"Nie umiem wyrazić tego słowami". Sprzątają po powodziach

Wenezuela
Sprzątanie po ulewach i powodzi w Wenezueli
Źródło: Reuters
Trwa akcja usuwania skutków powodzi, które przetoczyły się w ubiegłym tygodniu przez część Wenezueli. Gwałtowna pogoda doprowadziła do zniszczenia mostów oraz licznych ewakuacji. Choć obyło się bez ofiar śmiertelnych i rannych, niektórzy mieszkańcy stracili cały swój dobytek.

Powodzie, które były następstwem ulewnych opadów deszczu, nawiedziły w ubiegłym tygodniu wenezuelskie stany: Merida, Trujillo, Barinas i Tachira. W regionach tych trwa obecnie szacowanie strat.
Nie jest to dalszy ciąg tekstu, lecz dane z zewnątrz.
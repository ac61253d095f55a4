#![cfg(test)]

use std::path::Path;

use tracing::Level;
use tracing_subscriber::fmt::Subscriber;

use crate::keys::{ValueType, make_internal_key};
use crate::sstable::{Table, TableBuilder, TableOptions, reader::TableReadOptions};

pub fn init_tracing() {
    let _ = Subscriber::builder()
        .with_max_level(Level::TRACE)
        .try_init();
}

/// `(internal_key, value)` for a put at the given sequence.
pub fn put(user_key: &[u8], seq: u64, value: &[u8]) -> (Vec<u8>, Vec<u8>) {
    (
        make_internal_key(user_key, seq, ValueType::Value as u8),
        value.to_vec(),
    )
}

/// `(internal_key, empty)` for a point tombstone.
pub fn del(user_key: &[u8], seq: u64) -> (Vec<u8>, Vec<u8>) {
    (
        make_internal_key(user_key, seq, ValueType::Deletion as u8),
        Vec::new(),
    )
}

/// Builds a table at `path` from pre-sorted entries.
pub fn build_table(path: &Path, options: TableOptions, entries: &[(Vec<u8>, Vec<u8>)]) -> u64 {
    let mut builder = TableBuilder::create(path, options).unwrap();
    for (k, v) in entries {
        builder.add(k, v).unwrap();
    }
    builder.finish().unwrap()
}

/// Opens a table with checksum verification on.
pub fn open_table(path: &Path) -> Table {
    Table::open(
        path,
        TableReadOptions {
            verify_checksums: true,
        },
    )
    .unwrap()
}

/// Collects all entries by forward iteration.
pub fn collect_entries(table: &Table) -> Vec<(Vec<u8>, Vec<u8>)> {
    let mut iter = table.iter();
    iter.seek_to_first();
    let mut out = Vec::new();
    while iter.valid() {
        out.push((iter.key().to_vec(), iter.value().to_vec()));
        iter.next();
    }
    iter.take_status().unwrap();
    out
}
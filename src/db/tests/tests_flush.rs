#[cfg(test)]
mod tests {
    use tempfile::TempDir;

    use crate::db::tests::helpers::{get, init_tracing, open_db, put, test_options};
    use crate::db::{Db, FlushOptions, Options};
    use crate::filenames::{self, FileKind};

    fn count_files(path: &std::path::Path, want: fn(&FileKind) -> bool) -> usize {
        std::fs::read_dir(path)
            .unwrap()
            .flatten()
            .filter_map(|e| e.file_name().to_str().and_then(filenames::parse_file_name))
            .filter(want)
            .count()
    }

    #[test]
    fn test_explicit_flush_writes_a_table() {
        init_tracing();
        let tmp = TempDir::new().unwrap();
        let db = open_db(tmp.path());

        assert_eq!(count_files(tmp.path(), |k| matches!(k, FileKind::Table(_))), 0);
        put(&db, b"key", b"value");
        db.flush(&FlushOptions::default()).unwrap();
        assert_eq!(count_files(tmp.path(), |k| matches!(k, FileKind::Table(_))), 1);

        // Data still readable from the table.
        assert_eq!(get(&db, b"key"), Some(b"value".to_vec()));
        db.close().unwrap();
    }

    #[test]
    fn test_flush_of_empty_memtable_is_a_no_op() {
        init_tracing();
        let tmp = TempDir::new().unwrap();
        let db = open_db(tmp.path());
        db.flush(&FlushOptions::default()).unwrap();
        assert_eq!(count_files(tmp.path(), |k| matches!(k, FileKind::Table(_))), 0);
        db.close().unwrap();
    }

    #[test]
    fn test_write_buffer_overflow_triggers_background_flush() {
        init_tracing();
        let tmp = TempDir::new().unwrap();
        // 64 KiB write buffer (helpers): ~100 KiB of writes must spill.
        let db = open_db(tmp.path());

        for i in 0..100u32 {
            put(&db, format!("spill-{i:04}").as_bytes(), &vec![b'x'; 1024]);
        }
        // The background worker owns the flush; close() drains it.
        db.close().unwrap();

        assert!(count_files(tmp.path(), |k| matches!(k, FileKind::Table(_))) >= 1);

        let db = open_db(tmp.path());
        for i in 0..100u32 {
            assert!(get(&db, format!("spill-{i:04}").as_bytes()).is_some(), "spill-{i}");
        }
        db.close().unwrap();
    }

    #[test]
    fn test_repeated_flushes_accumulate_level0_tables() {
        init_tracing();
        let tmp = TempDir::new().unwrap();
        let db = open_db(tmp.path());

        for round in 0..3u32 {
            put(&db, format!("round-{round}").as_bytes(), b"v");
            db.flush(&FlushOptions::default()).unwrap();
        }
        assert_eq!(count_files(tmp.path(), |k| matches!(k, FileKind::Table(_))), 3);
        for round in 0..3u32 {
            assert_eq!(get(&db, format!("round-{round}").as_bytes()), Some(b"v".to_vec()));
        }
        db.close().unwrap();
    }

    #[test]
    fn test_newest_level0_table_wins() {
        init_tracing();
        let tmp = TempDir::new().unwrap();
        let db = open_db(tmp.path());

        put(&db, b"versioned", b"first");
        db.flush(&FlushOptions::default()).unwrap();
        put(&db, b"versioned", b"second");
        db.flush(&FlushOptions::default()).unwrap();

        assert_eq!(get(&db, b"versioned"), Some(b"second".to_vec()));
        db.close().unwrap();
    }

    #[test]
    fn test_flush_drains_wals() {
        init_tracing();
        let tmp = TempDir::new().unwrap();
        let db = open_db(tmp.path());

        for i in 0..50u32 {
            put(&db, format!("drain-{i}").as_bytes(), &vec![b'y'; 256]);
        }
        db.flush(&FlushOptions::default()).unwrap();

        // After a waited flush only the live (fresh) WAL remains.
        assert_eq!(count_files(tmp.path(), |k| matches!(k, FileKind::Log(_))), 1);
        db.close().unwrap();
    }

    #[test]
    fn test_obsolete_manifests_cleaned_up() {
        init_tracing();
        let tmp = TempDir::new().unwrap();

        for _ in 0..3 {
            let db = open_db(tmp.path());
            put(&db, b"churn", b"v");
            db.flush(&FlushOptions::default()).unwrap();
            db.close().unwrap();
        }

        // Every open writes a fresh manifest; old ones must be gone.
        assert_eq!(
            count_files(tmp.path(), |k| matches!(k, FileKind::Manifest(_))),
            1
        );
    }

    #[test]
    fn test_table_files_format_version_from_options() {
        init_tracing();
        let tmp = TempDir::new().unwrap();
        let options = Options {
            format_version: 6,
            ..test_options()
        };
        let db = Db::open(tmp.path(), options).unwrap();
        put(&db, b"v6-key", b"v6-value");
        db.flush(&FlushOptions::default()).unwrap();
        assert_eq!(get(&db, b"v6-key"), Some(b"v6-value".to_vec()));
        db.close().unwrap();

        // The written table ends with the block-based magic.
        let table_path = std::fs::read_dir(tmp.path())
            .unwrap()
            .flatten()
            .find(|e| {
                matches!(
                    e.file_name().to_str().and_then(filenames::parse_file_name),
                    Some(FileKind::Table(_))
                )
            })
            .unwrap()
            .path();
        let bytes = std::fs::read(table_path).unwrap();
        assert_eq!(
            u64::from_le_bytes(bytes[bytes.len() - 8..].try_into().unwrap()),
            0x88e2_41b7_85f4_cff7
        );
    }
}
//! Table construction.
//!
//! [`TableBuilder`] consumes internal keys in ascending order and writes
//! a complete table file: data blocks as they fill, then the filter
//! block, properties block, metaindex, index, and footer, laid out per
//! the chosen format version.
//!
//! # Atomicity
//!
//! The builder writes to `<path>.tmp` and renames to the final path only
//! after everything (footer included) is flushed and fsynced, so a crash
//! cannot leave a partially-written table behind under the real name.

use std::fs::{File, OpenOptions, rename};
use std::io::{BufWriter, Write};
use std::path::{Path, PathBuf};
use std::time::{SystemTime, UNIX_EPOCH};

use tracing::{debug, trace};

use crate::block::BlockBuilder;
use crate::block::builder::DEFAULT_RESTART_INTERVAL;
use crate::checksum::{ChecksumKind, block_checksum, context_modifier};
use crate::compression::{CompressionKind, maybe_compress};
use crate::filter::{BloomFilterPolicy, FILTER_POLICY_NAME, FilterBlockBuilder};
use crate::keys::{COMPARATOR_NAME, compare_internal, extract_user_key};

use super::{
    BLOCK_TRAILER_SIZE, BlockHandle, DEFAULT_BLOCK_SIZE, Footer, METAINDEX_FILTER_KEY,
    METAINDEX_INDEX_KEY, METAINDEX_PROPERTIES_KEY, TableError, TableProperties,
};

/// Index blocks pin restart interval 1 so every entry stores its full
/// separator key and handle.
const INDEX_RESTART_INTERVAL: usize = 1;

// ------------------------------------------------------------------------------------------------
// Options
// ------------------------------------------------------------------------------------------------

/// Knobs for building one table file.
#[derive(Debug, Clone)]
pub struct TableOptions {
    /// Target uncompressed size of a data block.
    pub block_size: usize,

    /// Entries between restart points in data blocks.
    pub restart_interval: usize,

    /// Table format version to write: 0 or 3–6.
    pub format_version: u32,

    /// Codec for data blocks (meta blocks are always stored raw).
    pub compression: CompressionKind,

    /// Checksum function for all block trailers.
    pub checksum: ChecksumKind,

    /// Bloom bits per key; zero disables the filter block.
    pub filter_bits_per_key: usize,

    /// Column family the table belongs to (recorded in properties).
    pub column_family_id: u32,

    /// Context-checksum base for format version 6; ignored otherwise.
    /// Zero disables context mixing.
    pub base_context_checksum: u32,
}

impl Default for TableOptions {
    fn default() -> Self {
        Self {
            block_size: DEFAULT_BLOCK_SIZE,
            restart_interval: DEFAULT_RESTART_INTERVAL,
            format_version: 5,
            compression: CompressionKind::None,
            checksum: ChecksumKind::Crc32c,
            filter_bits_per_key: 10,
            column_family_id: 0,
            base_context_checksum: 0,
        }
    }
}

// ------------------------------------------------------------------------------------------------
// TableBuilder
// ------------------------------------------------------------------------------------------------

/// Streams ascending internal-key entries into a table file.
pub struct TableBuilder {
    options: TableOptions,

    /// Destination path; bytes go to `tmp_path` until `finish`.
    path: PathBuf,
    tmp_path: PathBuf,
    writer: BufWriter<File>,

    /// Bytes written so far (= offset of the next block).
    offset: u64,

    data_block: BlockBuilder,
    index_block: BlockBuilder,
    filter: Option<FilterBlockBuilder>,

    /// Most recently added internal key.
    last_key: Vec<u8>,

    num_entries: u64,
    num_data_blocks: u64,
    data_size: u64,
    raw_key_size: u64,
    raw_value_size: u64,

    finished: bool,
}

impl TableBuilder {
    /// Opens `<path>.tmp` for writing and prepares the builder.
    ///
    /// Fails with [`TableError::Corruption`]-class errors only on I/O;
    /// an invalid `format_version` is rejected up front.
    pub fn create(path: impl AsRef<Path>, options: TableOptions) -> Result<Self, TableError> {
        if !matches!(options.format_version, 0 | 3..=6) {
            return Err(TableError::Corruption(format!(
                "cannot write format version {}",
                options.format_version
            )));
        }
        if options.format_version == 0 && options.checksum != ChecksumKind::Crc32c {
            return Err(TableError::Corruption(
                "format version 0 supports only CRC32C checksums".into(),
            ));
        }

        let path = path.as_ref().to_path_buf();
        let tmp_path = path.with_extension("sst.tmp");
        let file = OpenOptions::new()
            .create(true)
            .write(true)
            .truncate(true)
            .open(&tmp_path)?;

        let filter = (options.filter_bits_per_key > 0).then(|| {
            let mut f = FilterBlockBuilder::new(BloomFilterPolicy::new(
                options.filter_bits_per_key,
            ));
            f.start_block(0);
            f
        });

        let data_restart = options.restart_interval;
        Ok(Self {
            options,
            path,
            tmp_path,
            writer: BufWriter::new(file),
            offset: 0,
            data_block: BlockBuilder::new(data_restart),
            index_block: BlockBuilder::new(INDEX_RESTART_INTERVAL),
            filter,
            last_key: Vec::new(),
            num_entries: 0,
            num_data_blocks: 0,
            data_size: 0,
            raw_key_size: 0,
            raw_value_size: 0,
            finished: false,
        })
    }

    /// Appends one entry.  Internal keys must arrive in ascending order.
    ///
    /// # Panics
    ///
    /// Panics if called after [`finish`](Self::finish); debug-asserts the
    /// ordering contract.
    pub fn add(&mut self, internal_key: &[u8], value: &[u8]) -> Result<(), TableError> {
        assert!(!self.finished, "add() after finish()");
        debug_assert!(
            self.last_key.is_empty()
                || compare_internal(&self.last_key, internal_key).is_lt(),
            "keys must be added in ascending internal-key order"
        );

        if !self.data_block.is_empty()
            && self.data_block.estimate_size_after_kv(internal_key, value)
                > self.options.block_size
        {
            self.flush_data_block()?;
        }

        if let Some(filter) = &mut self.filter {
            let user_key = extract_user_key(internal_key);
            let is_new_user_key = self.last_key.is_empty()
                || extract_user_key(&self.last_key) != user_key;
            if is_new_user_key {
                filter.add_key(user_key);
            }
        }

        self.data_block.add(internal_key, value);
        self.num_entries += 1;
        self.raw_key_size += internal_key.len() as u64;
        self.raw_value_size += value.len() as u64;
        self.last_key.clear();
        self.last_key.extend_from_slice(internal_key);
        Ok(())
    }

    /// Number of entries added so far.
    pub fn num_entries(&self) -> u64 {
        self.num_entries
    }

    /// Current file size estimate (written blocks only).
    pub fn file_size(&self) -> u64 {
        self.offset
    }

    /// Writes all remaining blocks and the footer, fsyncs, and renames
    /// the temp file into place.  Returns the final file size.
    pub fn finish(mut self) -> Result<u64, TableError> {
        self.flush_data_block()?;

        // Filter block (never compressed).
        let mut filter_handle = None;
        let mut filter_size = 0u64;
        if let Some(filter) = self.filter.take() {
            let contents = filter.finish();
            filter_size = contents.len() as u64;
            filter_handle = Some(self.write_raw_block(&contents)?);
        }

        // Index contents are needed before properties (index_size).
        let index_contents = self.index_block.finish().to_vec();

        let properties = TableProperties {
            column_family_id: self.options.column_family_id,
            comparator_name: COMPARATOR_NAME.to_string(),
            compression_name: self.options.compression.name().to_string(),
            creation_time: SystemTime::now()
                .duration_since(UNIX_EPOCH)
                .map(|d| d.as_secs())
                .unwrap_or(0),
            data_size: self.data_size,
            filter_policy_name: if filter_size > 0 {
                FILTER_POLICY_NAME.to_string()
            } else {
                String::new()
            },
            filter_size,
            format_version: u64::from(self.options.format_version),
            index_size: index_contents.len() as u64,
            num_data_blocks: self.num_data_blocks,
            num_entries: self.num_entries,
            raw_key_size: self.raw_key_size,
            raw_value_size: self.raw_value_size,
        };
        let properties_contents = properties.encode();

        let base_context_checksum = if self.options.format_version >= 6 {
            self.options.base_context_checksum
        } else {
            0
        };

        let (metaindex_handle, index_handle) = if self.options.format_version >= 6 {
            // v6: index precedes the metaindex, which must sit directly
            // before the footer; the footer finds it by size alone.
            let properties_handle = self.write_raw_block(&properties_contents)?;
            let index_handle = self.write_raw_block(&index_contents)?;
            let metaindex_contents =
                build_metaindex(filter_handle, Some(index_handle), properties_handle);
            let metaindex_handle = self.write_raw_block(&metaindex_contents)?;
            (metaindex_handle, BlockHandle::default())
        } else {
            let properties_handle = self.write_raw_block(&properties_contents)?;
            let metaindex_contents = build_metaindex(filter_handle, None, properties_handle);
            let metaindex_handle = self.write_raw_block(&metaindex_contents)?;
            let index_handle = self.write_raw_block(&index_contents)?;
            (metaindex_handle, index_handle)
        };

        let footer = Footer {
            format_version: self.options.format_version,
            checksum_kind: self.options.checksum,
            metaindex_handle,
            index_handle,
            base_context_checksum,
        };
        let footer_bytes = footer.encode(self.offset);
        self.writer.write_all(&footer_bytes)?;
        self.offset += footer_bytes.len() as u64;

        self.writer.flush()?;
        self.writer.get_ref().sync_all()?;
        rename(&self.tmp_path, &self.path)?;
        self.finished = true;

        debug!(
            path = %self.path.display(),
            entries = self.num_entries,
            data_blocks = self.num_data_blocks,
            size = self.offset,
            format_version = self.options.format_version,
            "table finished"
        );
        Ok(self.offset)
    }

    // --------------------------------------------------------------------
    // Block emission
    // --------------------------------------------------------------------

    /// Finishes the current data block, writes it, and indexes it under
    /// its last key.
    fn flush_data_block(&mut self) -> Result<(), TableError> {
        if self.data_block.is_empty() {
            return Ok(());
        }
        let contents = self.data_block.finish().to_vec();
        let handle = self.write_block(&contents, self.options.compression)?;

        self.index_block.add(&self.last_key, &handle.encoded());
        self.num_data_blocks += 1;
        self.data_size += handle.size;
        self.data_block.reset();

        if let Some(filter) = &mut self.filter {
            filter.start_block(self.offset);
        }
        trace!(offset = handle.offset, size = handle.size, "data block written");
        Ok(())
    }

    /// Writes `contents` with compression and a checksummed trailer.
    fn write_block(
        &mut self,
        contents: &[u8],
        compression: CompressionKind,
    ) -> Result<BlockHandle, TableError> {
        let (payload, kind) =
            maybe_compress(compression, contents, self.options.format_version)?;

        let context = if self.options.format_version >= 6 {
            context_modifier(self.options.base_context_checksum, self.offset)
        } else {
            0
        };
        let checksum =
            block_checksum(self.options.checksum, &payload, kind as u8).wrapping_add(context);

        let handle = BlockHandle::new(self.offset, payload.len() as u64);
        self.writer.write_all(&payload)?;
        self.writer.write_all(&[kind as u8])?;
        self.writer.write_all(&checksum.to_le_bytes())?;
        self.offset += payload.len() as u64 + BLOCK_TRAILER_SIZE as u64;
        Ok(handle)
    }

    /// Writes a meta block: never compressed, still checksummed.
    fn write_raw_block(&mut self, contents: &[u8]) -> Result<BlockHandle, TableError> {
        self.write_block(contents, CompressionKind::None)
    }
}

impl Drop for TableBuilder {
    fn drop(&mut self) {
        if !self.finished {
            // Abandoned build: remove the temp file, ignore failures.
            let _ = std::fs::remove_file(&self.tmp_path);
        }
    }
}

/// Builds the metaindex block: name → handle, keys in ascending order.
fn build_metaindex(
    filter_handle: Option<BlockHandle>,
    index_handle: Option<BlockHandle>,
    properties_handle: BlockHandle,
) -> Vec<u8> {
    let mut entries: Vec<(&str, BlockHandle)> = Vec::new();
    if let Some(h) = filter_handle {
        entries.push((METAINDEX_FILTER_KEY, h));
    }
    if let Some(h) = index_handle {
        entries.push((METAINDEX_INDEX_KEY, h));
    }
    entries.push((METAINDEX_PROPERTIES_KEY, properties_handle));
    entries.sort_by(|a, b| a.0.cmp(b.0));

    let mut builder = BlockBuilder::new(1);
    for (name, handle) in entries {
        builder.add(name.as_bytes(), &handle.encoded());
    }
    builder.finish().to_vec()
}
Ulewne deszcze spowodowały, że rzeki wezbrały i wylały. Jak podaje agencja Reuters, w wyniku powodzi zniszczonych zostało ponad sto domów. 8450 rodzin musiało się ewakuować. Nie odnotowano żadnych ofiar śmiertelnych.

Mieszkańcy liczą straty

W miejscowości El Caney w stanie Merida wzburzona rzeka niszczyła budynki. Mieszkająca tam Mayra Gonzalez w rozmowie z agencją informacyjną Reuters z trudem opowiadała, jakie emocje towarzyszą jej po stracie domu. Dorastała w nim wraz z jedenaściorgiem rodzeństwa.

- To był mój dom, moje jedyne schronienie. Nie umiem wyrazić tego słowami - opowiadała w sobotę kobieta.

W innej miejscowości - Apartaderos - także doświadczonej przez skutki gwałtownej pogody, rolniczka Sandra Senkin opowiadała, że lokalna społeczność doświadczyła wyłącznie strat materialnych - ucierpiała tamtejsza plantacja cukinii.